I saw a lot of text there, but nothing that represented a valid legal defense.

There's a very simple way to get any company to comply: pull the plug on their computers. It's the responsibility of the offending companies to develop a more elegant solution.

My argument, while from the perspective of a lawyer, was not meant as a legal brief. But your answer was actually perfect. Because one legal term (which is a legal defense, at least in some circumstances) is "impossibility." And the idea that the solution to GDPR compliance is "pull the plug on their computers" is so ludicrous that it would be a concession to "impossibility." That is why I say it will be the death of the concept. And, as stupid as "unplug" would be, it still would not accomplish "forget me." NOTE: At a technical level, there is no such thing as "unplug your computer" because "your" computer is replicated so many times in "other people's computer" that it wouldn't even solve the problem.

To the best of my knowledge, the laws aren't so much about making information disappear, it's about preventing companies from profiting from information that customers don't want being used. That's why the punishments involve fines to gross income.

It's certainly possible to purge personal information from Flyertalk (IB has already admitted as such), so your impossibility defense seems irrelevant, like saying that anti-smoking laws are not enforceable because air pollution is ubiquitous.

I apologize for my difficulty in explaining the relevant technical concepts to you. I have 45 years of computer experience, including being the first non-scientist with regular access to the internet (the IP address was 2 digits when I first got regular access), so I sometimes don't synthesize well enough. Let me try one more time. You misunderstood what IB said. What he meant was (with apologies to IB who is free to correct me) "I can search and delete every post by Hailstorm and I can search and delete every quote of every post by Hailstorm and, if required, I can search the word "Hailstorm" and delete it from every post. However, there are POTENTIALLY serious consequences to stability of the website if I really do that." What he didn't say in his comments, but which I also think is true, is the following:
A. If I do that today, and the system crashes big time tonight, and if I restore the system as of midnight last night, all my work will be wasted because you will be back again; B. You are on every backup we ever did, so if anyone with legal subpoena power wants to find you, you won't really be forgotten - they can still get every post and every quote virtually forever.

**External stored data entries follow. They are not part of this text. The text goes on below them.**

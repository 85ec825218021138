use crate::model::PackageStatus;
use crate::Result;
use depwarden_protocol::TextTable;
use std::collections::BTreeMap;

/// Project key (`name:version`) → blocked packages found in it.
pub type ProjectStatuses = BTreeMap<String, Vec<PackageStatus>>;

fn policies_cell(status: &PackageStatus) -> String {
    if status.policies.is_empty() {
        return String::new();
    }
    let detailed = status
        .policies
        .iter()
        .any(|policy| !policy.explanation.is_empty() || !policy.recommendation.is_empty());
    let mut table = if detailed {
        TextTable::new(["POLICY", "CONDITION", "EXPLANATION", "RECOMMENDATION"])
    } else {
        TextTable::new(["POLICY", "CONDITION"])
    };
    for policy in &status.policies {
        table.push([
            policy.policy.as_str(),
            policy.condition.as_str(),
            policy.explanation.as_str(),
            policy.recommendation.as_str(),
        ]);
    }
    table.render()
}

pub fn status_table(statuses: &[PackageStatus]) -> TextTable {
    let mut table = TextTable::new([
        "ACTION",
        "DIRECT DEPENDENCY\nPACKAGE NAME",
        "DIRECT DEPENDENCY\nPACKAGE VERSION",
        "BLOCKED URL",
        "BLOCKED\nPACKAGE NAME",
        "BLOCKED\nPACKAGE VERSION",
        "BLOCKING REASON",
        "PACKAGE\nTYPE",
        "VIOLATED POLICIES",
    ]);
    for status in statuses {
        table.push([
            status.action.clone(),
            status.parent_name.clone(),
            status.parent_version.clone(),
            status.blocked_package_url.clone(),
            status.package_name.clone(),
            status.package_version.clone(),
            status.blocking_reason.to_string(),
            status.package_type.clone(),
            policies_cell(status),
        ]);
    }
    table
}

pub fn headline(project: &str, statuses: &[PackageStatus]) -> String {
    format!("Found {} blocked packages for project {project}", statuses.len())
}

/// Headline per project, followed by its table when anything is blocked.
pub fn render_table(results: &ProjectStatuses) -> String {
    let mut out = String::new();
    for (project, statuses) in results {
        out.push_str(&headline(project, statuses));
        out.push('\n');
        if !statuses.is_empty() {
            out.push_str(&status_table(statuses).render());
        }
        out.push('\n');
    }
    out
}

pub fn render_json(results: &ProjectStatuses) -> Result<String> {
    Ok(serde_json::to_string_pretty(results)?)
}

C. We can't delete you from the Wayback machine or from Google or Bing or Yahoo or anyone else who crawled and copied your posts, so even ordinary people can probably find you for a long time. D. Assuming we have redundant colo facilities, you won't be forgotten by them (at least until the current backups cycle through). E. The contracts between IB and its advertisers won't require them to delete you from their records, so you might still get solicitations, etc. (a profit making venture)l. F. Every member (and guest) who has ever copied one of your posts will have those copies forever and they may repost a bunch of your stuff the day after I delete it, so you will STILL appear on FT. And that isn't the whole list.

I've nothing new to add, except that, if you think that technology renders laws obsolete, then we really have gone from technology working for us to us working for technology.

I would agree with you. And that is the point we have reached. It USED to be that a salesperson could say "Gee, that one is dented, I will charge you 1/2 price." Now they can't do that unless the computer says that they can. And one of the reasons I think GDPR is so ridiculous is because I gave a speech almost 20 years ago in which I pointed out that our conceptions of privacy were outmoded because of technology. Does technology give us benefits? Sure, lots of them. Is is possible that someday technology will give us the benefit of privacy? It is certainly possible. But right now, based on current technology, is the idea that a GDPR citizen can limit their data to the GDPR region or GDPR compliant systems reasonable? No.